A few weeks ago, I picked up a book at the library: Cookies – 200 Favorite Recipes (by Fine Cooking). It has 6 different variations of a ginger cookie, with different textures and spice profiles! So I picked one, modified it and got fabulous results. I like to replace “regular flour” in ginger cookies with rye flour. It is more nutritious, its flavor pairs well with molasses and it has a somewhat chewy texture. The fine layer of sugar on top of the cookies makes them crunchy on the outside and hits the perfect sweet note.
Baking temperature: 350 °F
Baking time: 12-14 minutes for 1 tbsp size cookies (a.k.a. heaping teaspoon)
2 1/4 cups rye flour
1 tsp baking soda
1/4 tsp salt
1 1/2 tsp ground ginger
1/2 tsp cinnamon
1/4 tsp ground cloves
1/8 tsp cayenne pepper (optional)
some grated nutmeg (I’m sensitive to nutmeg so I used about 1/8 tsp… I just put enough to smell it when I mixed it in)
3/4 cup unsalted butter (softened at room temperature)
3/4 cup granulated sugar (I used organic cane sugar)

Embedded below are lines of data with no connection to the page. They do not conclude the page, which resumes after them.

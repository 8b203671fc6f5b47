//! Schema types
//!
//! Validated values and records, aligned positionally with an Arrow schema.

use arrow::datatypes::{DataType, SchemaRef};
use serde_json::Value;

/// A value that has been checked against its declared field type
#[derive(Debug, Clone, PartialEq)]
pub enum FieldValue {
    /// Absent or JSON null
    Null,
    Boolean(bool),
    Int64(i64),
    Float64(f64),
    Utf8(String),
    /// Child values in the order of the struct's declared fields
    Struct(Vec<FieldValue>),
    /// Elements in their original order
    List(Vec<FieldValue>),
}

impl FieldValue {
    /// Check if this value is null
    pub fn is_null(&self) -> bool {
        matches!(self, FieldValue::Null)
    }

    /// Check if this value is a leaf (not a struct or list)
    pub fn is_scalar(&self) -> bool {
        !matches!(self, FieldValue::Struct(_) | FieldValue::List(_))
    }

    pub fn as_str(&self) -> Option<&str> {
        match self {
            FieldValue::Utf8(s) => Some(s),
            _ => None,
        }
    }

    pub fn as_i64(&self) -> Option<i64> {
        match self {
            FieldValue::Int64(v) => Some(*v),
            _ => None,
        }
    }

    pub fn as_f64(&self) -> Option<f64> {
        match self {
            FieldValue::Float64(v) => Some(*v),
            _ => None,
        }
    }

    pub fn as_bool(&self) -> Option<bool> {
        match self {
            FieldValue::Boolean(v) => Some(*v),
            _ => None,
        }
    }
}

/// One event that passed schema validation
///
/// `values[i]` always holds the value of `schema.field(i)`.
#[derive(Debug, Clone, PartialEq)]
pub struct InputRecord {
    schema: SchemaRef,
    values: Vec<FieldValue>,
}

impl InputRecord {
    pub(crate) fn new(schema: SchemaRef, values: Vec<FieldValue>) -> Self {
        debug_assert_eq!(schema.fields().len(), values.len());
        Self { schema, values }
    }

    /// The schema this record was validated against
    pub fn schema(&self) -> &SchemaRef {
        &self.schema
    }

    /// Values in declared field order
    pub fn values(&self) -> &[FieldValue] {
        &self.values
    }

    /// Value at a field position
    pub fn value(&self, index: usize) -> Option<&FieldValue> {
        self.values.get(index)
    }

    /// Look up a top-level field by name
    pub fn get(&self, name: &str) -> Option<&FieldValue> {
        let (index, _) = self.schema.column_with_name(name)?;
        self.values.get(index)
    }
}

/// Short lowercase type name used in messages and `schema` output
pub fn type_name(data_type: &DataType) -> &'static str {
    match data_type {
        DataType::Utf8 => "string",
        DataType::Int64 => "int64",
        DataType::Float64 => "float64",
        DataType::Boolean => "boolean",
        DataType::Struct(_) => "struct",
        DataType::List(_) => "list",
        _ => "unsupported",
    }
}

/// JSON type name of a value, for violation messages
pub fn json_type_name(value: &Value) -> &'static str {
    match value {
        Value::Null => "null",
        Value::Bool(_) => "boolean",
        Value::Number(n) if n.is_i64() || n.is_u64() => "integer",
        Value::Number(_) => "fractional number",
        Value::String(_) => "string",
        Value::Array(_) => "array",
        Value::Object(_) => "object",
    }
}
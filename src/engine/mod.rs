//! Execution engine module
//!
//! Drives one run from input locator to consolidated output.
//!
//! # Overview
//!
//! The engine module provides:
//! - `RunCoordinator` - Sequences reading, shard writing and consolidation
//! - `Run` - Run id, transient prefix and final key of one run
//! - `RunReport` - What a finished run produced
//!
//! A run moves through `Initializing -> Reading -> Transforming ->
//! WritingShards -> Consolidating -> Done`. The first failing collaborator
//! halts it; the error carries the stage it surfaced in.

mod types;

pub use types::{Run, RunReport, RUN_ID_FORMAT};

use crate::config::PipelineConfig;
use crate::error::{Error, Result};
use crate::flatten::FlattenPlan;
use crate::input::InputReader;
use crate::output::{Consolidator, ExecutionContext, ObjectStoreShardWriter, ShardWriter};
use crate::schema::RecordValidator;
use crate::storage::{InputLocator, StorageLocation};
use crate::types::RunStage;
use chrono::{DateTime, Utc};
use object_store::path::Path as ObjectPath;
use std::sync::Arc;
use std::time::Instant;
use tracing::{error, info, warn};

/// Coordinates a single flattening run
pub struct RunCoordinator<W = ObjectStoreShardWriter> {
    /// Pipeline configuration
    config: PipelineConfig,
    /// Where input records are read from
    input: InputLocator,
    /// Where shards and the final object go
    output: StorageLocation,
    /// Shard writer used for the transform and shard stages
    writer: W,
    /// Fixed start time, used for run naming instead of the clock
    started_at: Option<DateTime<Utc>>,
}

impl RunCoordinator {
    /// Build a coordinator from configuration, opening both locations
    pub fn from_config(config: PipelineConfig) -> Result<Self> {
        config.validate()?;
        let input = InputLocator::parse(&config.input)?;
        let output = StorageLocation::parse_output(&config.output)?;
        Ok(Self::new(config, input, output, ObjectStoreShardWriter::new()))
    }
}

impl<W: ShardWriter> RunCoordinator<W> {
    /// Create a coordinator over already-opened locations
    pub fn new(config: PipelineConfig, input: InputLocator, output: StorageLocation, writer: W) -> Self {
        Self {
            config,
            input,
            output,
            writer,
            started_at: None,
        }
    }

    /// Replace the shard writer
    pub fn with_writer<V: ShardWriter>(self, writer: V) -> RunCoordinator<V> {
        RunCoordinator {
            config: self.config,
            input: self.input,
            output: self.output,
            writer,
            started_at: self.started_at,
        }
    }

    /// Name the run after a fixed start time
    #[must_use]
    pub fn with_start_time(mut self, started_at: DateTime<Utc>) -> Self {
        self.started_at = Some(started_at);
        self
    }

    /// Get the configuration
    pub fn config(&self) -> &PipelineConfig {
        &self.config
    }

    /// Execute the run
    ///
    /// On failure the returned error is `Error::Stage` naming the stage that
    /// failed. Shards already written are not rolled back.
    pub async fn run(&self) -> Result<RunReport> {
        let mut stage = RunStage::Initializing;
        match self.execute(&mut stage).await {
            Ok(report) => Ok(report),
            Err(e) => {
                let e = e.at_stage(stage);
                error!(
                    "Run failed in stage {}: {e}",
                    e.stage().unwrap_or(RunStage::Failed)
                );
                Err(e)
            }
        }
    }

    async fn execute(&self, stage: &mut RunStage) -> Result<RunReport> {
        let start = Instant::now();

        enter(stage, RunStage::Initializing);
        let run = Run::at(self.started_at.unwrap_or_else(Utc::now), &self.output);
        let plan = FlattenPlan::for_orders()?;
        let validator = RecordValidator::new(plan.input_schema().clone())?;
        let consolidator =
            Consolidator::new(self.output.store().clone()).with_shard_pattern(self.config.shard_regex()?);
        info!(
            "Run {} reading {} into {}",
            run.run_id,
            self.config.input,
            self.output.url_for(&run.final_key)
        );

        enter(stage, RunStage::Reading);
        let reader = InputReader::new(self.input.clone(), self.config.input_format, validator);
        let batch = reader.read_all().await?;
        let objects_read = batch.objects;
        let records_read = batch.records.len();
        info!("Read {records_read} record(s) from {objects_read} object(s)");

        enter(stage, RunStage::Transforming);
        let ctx = ExecutionContext::new(self.output.store().clone(), run.run_id.clone())
            .with_max_workers(self.config.workers())
            .with_records_per_shard(self.config.records_per_shard);

        enter(stage, RunStage::WritingShards);
        let shards = self
            .writer
            .write_shards(&ctx, batch.records, Arc::new(plan), &run.transient_prefix)
            .await?;
        let rows_written = shards.iter().map(|shard| shard.rows).sum();
        info!("Wrote {rows_written} row(s) in {} shard(s)", shards.len());

        enter(stage, RunStage::Consolidating);
        let written: Vec<ObjectPath> = shards.iter().map(|shard| shard.key.clone()).collect();
        let consolidation = consolidator
            .consolidate_written(&run.transient_prefix, &run.final_key, &written)
            .await?;
        if let (Some(first), false) = (written.first(), consolidation.final_written) {
            return Err(Error::ShardNotConsolidated {
                key: first.to_string(),
                reason: format!("no object was written to {}", run.final_key),
            });
        }
        if !consolidation.is_clean() {
            warn!(
                "Leftover transient objects under {}: {:?}",
                run.transient_prefix, consolidation.leftover
            );
            if self.config.strict_cleanup {
                consolidation.ensure_clean()?;
            }
        }

        enter(stage, RunStage::Done);
        let final_location = consolidation
            .final_written
            .then(|| self.output.url_for(&run.final_key));
        if let Some(location) = &final_location {
            info!("Run {} complete: {location}", run.run_id);
        }

        Ok(RunReport {
            run_id: run.run_id,
            stage: RunStage::Done,
            final_location,
            objects_read,
            records_read,
            rows_written,
            shards: shards.len(),
            leftover: consolidation.leftover,
            duration_ms: u64::try_from(start.elapsed().as_millis()).unwrap_or(u64::MAX),
        })
    }
}

fn enter(current: &mut RunStage, next: RunStage) {
    *current = next;
    info!("Stage: {next}");
}

#[cfg(test)]
mod tests;
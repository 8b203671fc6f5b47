//! CLI module
//!
//! Command-line interface for running the pipeline.
//!
//! # Commands
//!
//! - `run` - Flatten input logs into one CSV object
//! - `schema` - Print the flat output columns
//! - `validate` - Check input against the order schema
//! - `consolidate` - Finish an interrupted run's transient prefix
//! - `cleanup` - Delete an orphaned transient prefix

mod commands;
mod runner;

pub use commands::{Cli, Commands, OutputFormat};
pub use runner::Runner;
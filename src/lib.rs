// Allow common clippy pedantic lints that aren't critical for this codebase
#![allow(clippy::cast_possible_truncation)]
#![allow(clippy::too_many_lines)]
#![allow(clippy::must_use_candidate)]
#![allow(clippy::needless_pass_by_value)]
#![allow(clippy::unused_async)]

//! # orderlog-flatten
//!
//! Flattens nested JSON order logs held in object storage into a single
//! consolidated CSV object.
//!
//! ## Features
//!
//! - **Object Storage**: S3, R2, GCS, Azure, local directories and in-memory stores
//! - **Strict Schema**: Records are validated against the order event schema before any output
//! - **Flattening**: One wide row per product, order and customer fields repeated
//! - **Sharded Output**: Shards are written concurrently, then merged into one object
//!
//! ## Quick Start
//!
//! ```rust,ignore
//! use orderlog_flatten::{PipelineConfig, RunCoordinator, Result};
//!
//! #[tokio::main]
//! async fn main() -> Result<()> {
//!     let config = PipelineConfig::new("s3://logs/orders/**/*.json", "s3://warehouse/flat");
//!     let report = RunCoordinator::from_config(config)?.run().await?;
//!     println!("{:?}", report.final_location);
//!     Ok(())
//! }
//! ```
//!
//! ## Architecture
//!
//! ```text
//! ┌──────────────────────────────────────────────────────────────────┐
//! │                         Run Coordinator                          │
//! │ Initializing → Reading → Transforming → WritingShards →          │
//! │ Consolidating → Done | Failed                                    │
//! └──────────────────────────────────────────────────────────────────┘
//!                                 │
//! ┌───────────┬───────────┬───────┴─────┬──────────────┬─────────────┐
//! │  Storage  │   Input   │   Schema    │   Flatten    │   Output    │
//! ├───────────┼───────────┼─────────────┼──────────────┼─────────────┤
//! │ S3 / R2   │ Glob      │ Order event │ Plan         │ CSV shards  │
//! │ GCS/Azure │ JSON      │ Validation  │ Explode list │ Consolidate │
//! │ Local/Mem │ JSONL     │             │              │ Cleanup     │
//! └───────────┴───────────┴─────────────┴──────────────┴─────────────┘
//! ```

#![warn(clippy::all)]
#![warn(clippy::pedantic)]
#![allow(clippy::module_name_repetitions)]
#![allow(clippy::missing_errors_doc)]
#![allow(clippy::missing_panics_doc)]
#![allow(clippy::doc_markdown)]

// ============================================================================
// Module declarations
// ============================================================================

/// Error types
pub mod error;

/// Common types and type aliases
pub mod types;

/// Object store locations and input globs
pub mod storage;

/// Input decoders (JSON, JSON Lines)
pub mod decode;

/// Order event schema and validation
pub mod schema;

/// Input reading
pub mod input;

/// Flattening transform
pub mod flatten;

/// CSV shards and consolidation
pub mod output;

/// Run coordination
pub mod engine;

/// Pipeline configuration
pub mod config;

/// Command-line interface
pub mod cli;

// ============================================================================
// Re-exports
// ============================================================================

pub use error::{Error, Result};
pub use types::*;

// Re-export commonly used types
pub use config::PipelineConfig;
pub use engine::{RunCoordinator, RunReport};

/// Crate version
pub const VERSION: &str = env!("CARGO_PKG_VERSION");

/// Crate name
pub const NAME: &str = env!("CARGO_PKG_NAME");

1 large egg (room temperature)
1/4 cup molasses
5 tbsp finely chopped crystallized ginger
3 tbsp granulated sugar
- Preheat oven to 350 °F.
- Put dry ingredients in a bowl and whisk (or fork) until well blended.
- In another bowl, cream butter and sugar. Add egg and molasses. Beat until smooth. Stir in finely chopped ginger.
- Add dry ingredients to wet ingredients. Stir until well blended.
- Refrigerate cookie dough for 1 to 12 hours. This allows the flour to “moisturize”.
- Spread 3 tbsp of sugar in a plate. Make 1 tbsp sized balls of dough, flatten them (to about 1 cm thick) and press top of each cookie into the sugar.
- Put cookies on a baking sheet. Bake 12-14 minutes, until somewhat puffy and surface is dry, except for cracks which look a bit wet.
- Let cookies cool on baking sheet for 5-10 minutes before transferring them to a cooling rack. I let my cookies cool completely on the baking sheet. Maybe some day I’ll try a cooling rack… or not.
The cookie dough freezes really well. I pre-form the cookies, sugar them and put them in a big rectangular glass storage container, separated by sheets of parchment paper. I put the frozen cookies on a baking sheet and add two minutes to the baking time.